▶ What you will do: Read the entries below and pull out each line with the string "subtitle".

Stored data entries
○ ○ ○ ○ ○ ○ ○
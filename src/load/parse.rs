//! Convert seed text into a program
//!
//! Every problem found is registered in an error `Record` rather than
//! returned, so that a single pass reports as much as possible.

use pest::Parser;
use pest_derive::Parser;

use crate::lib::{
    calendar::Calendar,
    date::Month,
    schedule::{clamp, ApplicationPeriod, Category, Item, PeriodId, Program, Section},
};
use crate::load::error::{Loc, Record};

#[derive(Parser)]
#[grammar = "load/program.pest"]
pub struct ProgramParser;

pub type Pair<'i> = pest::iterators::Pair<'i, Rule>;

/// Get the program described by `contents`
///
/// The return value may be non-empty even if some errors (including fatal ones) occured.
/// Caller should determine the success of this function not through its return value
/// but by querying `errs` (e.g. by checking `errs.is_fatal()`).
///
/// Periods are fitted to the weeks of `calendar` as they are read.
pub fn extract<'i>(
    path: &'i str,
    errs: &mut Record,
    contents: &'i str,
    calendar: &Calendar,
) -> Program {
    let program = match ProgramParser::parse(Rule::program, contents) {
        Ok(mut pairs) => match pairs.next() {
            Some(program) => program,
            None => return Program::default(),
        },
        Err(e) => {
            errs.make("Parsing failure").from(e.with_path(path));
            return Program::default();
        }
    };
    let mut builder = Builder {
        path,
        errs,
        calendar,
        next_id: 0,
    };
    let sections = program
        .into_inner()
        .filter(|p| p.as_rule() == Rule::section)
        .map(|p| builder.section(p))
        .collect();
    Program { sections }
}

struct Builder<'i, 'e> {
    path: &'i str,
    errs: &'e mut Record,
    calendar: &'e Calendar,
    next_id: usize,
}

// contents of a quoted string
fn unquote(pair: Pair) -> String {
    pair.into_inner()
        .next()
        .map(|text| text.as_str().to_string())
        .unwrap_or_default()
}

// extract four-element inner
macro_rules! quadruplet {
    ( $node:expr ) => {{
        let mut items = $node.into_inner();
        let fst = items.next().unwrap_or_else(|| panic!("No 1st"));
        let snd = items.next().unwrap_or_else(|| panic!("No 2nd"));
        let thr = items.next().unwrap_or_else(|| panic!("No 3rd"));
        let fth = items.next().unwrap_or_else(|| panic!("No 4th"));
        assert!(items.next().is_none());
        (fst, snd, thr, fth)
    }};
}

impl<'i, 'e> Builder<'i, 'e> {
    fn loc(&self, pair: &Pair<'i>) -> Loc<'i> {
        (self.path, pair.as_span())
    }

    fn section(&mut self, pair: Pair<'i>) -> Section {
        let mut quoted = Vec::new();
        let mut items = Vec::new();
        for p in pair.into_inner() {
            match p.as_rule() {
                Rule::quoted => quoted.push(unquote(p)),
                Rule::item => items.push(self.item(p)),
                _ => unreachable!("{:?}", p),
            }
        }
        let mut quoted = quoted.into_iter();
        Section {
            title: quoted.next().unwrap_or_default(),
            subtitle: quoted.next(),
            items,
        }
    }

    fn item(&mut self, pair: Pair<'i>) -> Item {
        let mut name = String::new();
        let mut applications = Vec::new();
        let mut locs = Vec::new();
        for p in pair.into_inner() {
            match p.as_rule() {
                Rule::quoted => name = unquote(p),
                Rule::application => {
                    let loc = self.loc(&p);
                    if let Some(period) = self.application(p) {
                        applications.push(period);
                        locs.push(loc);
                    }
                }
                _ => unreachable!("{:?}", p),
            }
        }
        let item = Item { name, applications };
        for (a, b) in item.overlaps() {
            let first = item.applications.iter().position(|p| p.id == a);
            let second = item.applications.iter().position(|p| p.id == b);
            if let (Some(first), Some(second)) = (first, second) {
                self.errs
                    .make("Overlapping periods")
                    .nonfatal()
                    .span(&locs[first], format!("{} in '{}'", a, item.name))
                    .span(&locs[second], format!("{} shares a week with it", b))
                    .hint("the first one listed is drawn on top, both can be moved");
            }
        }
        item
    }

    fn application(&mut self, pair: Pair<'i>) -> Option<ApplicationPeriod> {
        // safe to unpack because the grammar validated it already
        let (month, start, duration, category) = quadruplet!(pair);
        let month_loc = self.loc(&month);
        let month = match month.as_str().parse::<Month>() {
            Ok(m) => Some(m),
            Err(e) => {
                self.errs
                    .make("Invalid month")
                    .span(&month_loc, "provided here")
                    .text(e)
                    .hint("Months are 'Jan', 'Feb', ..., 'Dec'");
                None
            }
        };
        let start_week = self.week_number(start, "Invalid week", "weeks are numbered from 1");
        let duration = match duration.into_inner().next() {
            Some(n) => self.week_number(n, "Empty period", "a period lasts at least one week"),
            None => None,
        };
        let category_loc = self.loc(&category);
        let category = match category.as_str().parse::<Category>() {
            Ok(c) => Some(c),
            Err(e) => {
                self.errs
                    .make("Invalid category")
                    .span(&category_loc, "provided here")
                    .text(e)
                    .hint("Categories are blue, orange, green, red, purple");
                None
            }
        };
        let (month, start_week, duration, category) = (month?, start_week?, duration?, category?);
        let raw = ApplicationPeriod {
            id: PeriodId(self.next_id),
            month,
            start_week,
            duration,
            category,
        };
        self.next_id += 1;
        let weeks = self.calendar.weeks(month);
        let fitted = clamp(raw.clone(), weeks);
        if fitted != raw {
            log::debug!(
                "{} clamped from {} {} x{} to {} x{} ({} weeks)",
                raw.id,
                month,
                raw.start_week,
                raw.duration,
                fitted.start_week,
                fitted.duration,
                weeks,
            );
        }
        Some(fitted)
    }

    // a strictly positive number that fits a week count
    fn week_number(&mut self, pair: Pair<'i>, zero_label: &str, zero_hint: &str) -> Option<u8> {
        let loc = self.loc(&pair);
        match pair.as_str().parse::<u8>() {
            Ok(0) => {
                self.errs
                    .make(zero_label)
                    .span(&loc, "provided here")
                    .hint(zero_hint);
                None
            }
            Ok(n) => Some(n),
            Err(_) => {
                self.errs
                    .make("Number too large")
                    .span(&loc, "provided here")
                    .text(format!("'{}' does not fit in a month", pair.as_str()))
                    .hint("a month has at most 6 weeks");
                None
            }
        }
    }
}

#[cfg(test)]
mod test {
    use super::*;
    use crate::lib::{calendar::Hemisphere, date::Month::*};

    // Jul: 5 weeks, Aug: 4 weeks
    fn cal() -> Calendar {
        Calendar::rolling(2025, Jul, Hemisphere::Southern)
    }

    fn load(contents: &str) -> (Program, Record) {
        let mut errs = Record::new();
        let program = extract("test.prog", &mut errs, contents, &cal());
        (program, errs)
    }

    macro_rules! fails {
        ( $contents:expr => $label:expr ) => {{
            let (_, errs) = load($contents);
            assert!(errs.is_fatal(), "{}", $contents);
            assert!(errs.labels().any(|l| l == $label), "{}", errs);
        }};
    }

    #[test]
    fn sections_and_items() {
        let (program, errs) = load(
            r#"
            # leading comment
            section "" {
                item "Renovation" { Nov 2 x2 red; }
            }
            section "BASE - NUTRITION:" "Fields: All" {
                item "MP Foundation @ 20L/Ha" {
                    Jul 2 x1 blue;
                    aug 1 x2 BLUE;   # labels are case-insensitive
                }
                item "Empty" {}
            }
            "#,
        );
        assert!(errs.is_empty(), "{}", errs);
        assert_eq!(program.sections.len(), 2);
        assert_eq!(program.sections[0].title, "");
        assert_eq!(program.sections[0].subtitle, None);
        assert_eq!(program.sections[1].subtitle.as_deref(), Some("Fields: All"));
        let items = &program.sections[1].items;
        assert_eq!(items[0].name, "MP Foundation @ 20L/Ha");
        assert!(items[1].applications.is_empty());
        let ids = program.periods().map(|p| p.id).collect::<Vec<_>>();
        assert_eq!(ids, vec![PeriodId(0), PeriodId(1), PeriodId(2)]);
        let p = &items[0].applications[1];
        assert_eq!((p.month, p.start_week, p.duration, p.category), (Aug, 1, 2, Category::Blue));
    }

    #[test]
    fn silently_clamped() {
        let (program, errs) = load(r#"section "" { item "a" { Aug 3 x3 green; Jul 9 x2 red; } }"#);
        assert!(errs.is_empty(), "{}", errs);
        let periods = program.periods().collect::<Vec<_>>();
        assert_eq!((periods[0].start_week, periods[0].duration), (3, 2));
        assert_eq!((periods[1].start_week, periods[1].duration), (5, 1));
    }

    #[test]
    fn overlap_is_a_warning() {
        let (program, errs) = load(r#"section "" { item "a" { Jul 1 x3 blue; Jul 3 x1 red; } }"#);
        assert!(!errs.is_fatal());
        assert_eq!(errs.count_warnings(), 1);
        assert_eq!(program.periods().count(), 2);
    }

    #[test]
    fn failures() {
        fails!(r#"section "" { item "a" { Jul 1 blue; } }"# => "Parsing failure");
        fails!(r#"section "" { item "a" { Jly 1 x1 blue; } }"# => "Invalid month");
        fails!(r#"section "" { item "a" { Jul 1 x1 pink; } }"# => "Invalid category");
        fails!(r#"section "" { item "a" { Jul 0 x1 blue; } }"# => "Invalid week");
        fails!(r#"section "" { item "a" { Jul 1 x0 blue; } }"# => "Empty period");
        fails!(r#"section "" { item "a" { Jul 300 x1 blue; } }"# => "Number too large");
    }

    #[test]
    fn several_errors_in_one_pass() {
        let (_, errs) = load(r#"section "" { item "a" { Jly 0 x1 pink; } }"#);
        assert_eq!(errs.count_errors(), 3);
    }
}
○ ○ ○ ○ ○ ○ ○
▶ Solution to this problem:
            subtitle: quoted.next(),
        assert_eq!(program.sections[0].subtitle, None);
        assert_eq!(program.sections[1].subtitle.as_deref(), Some("Fields: All"));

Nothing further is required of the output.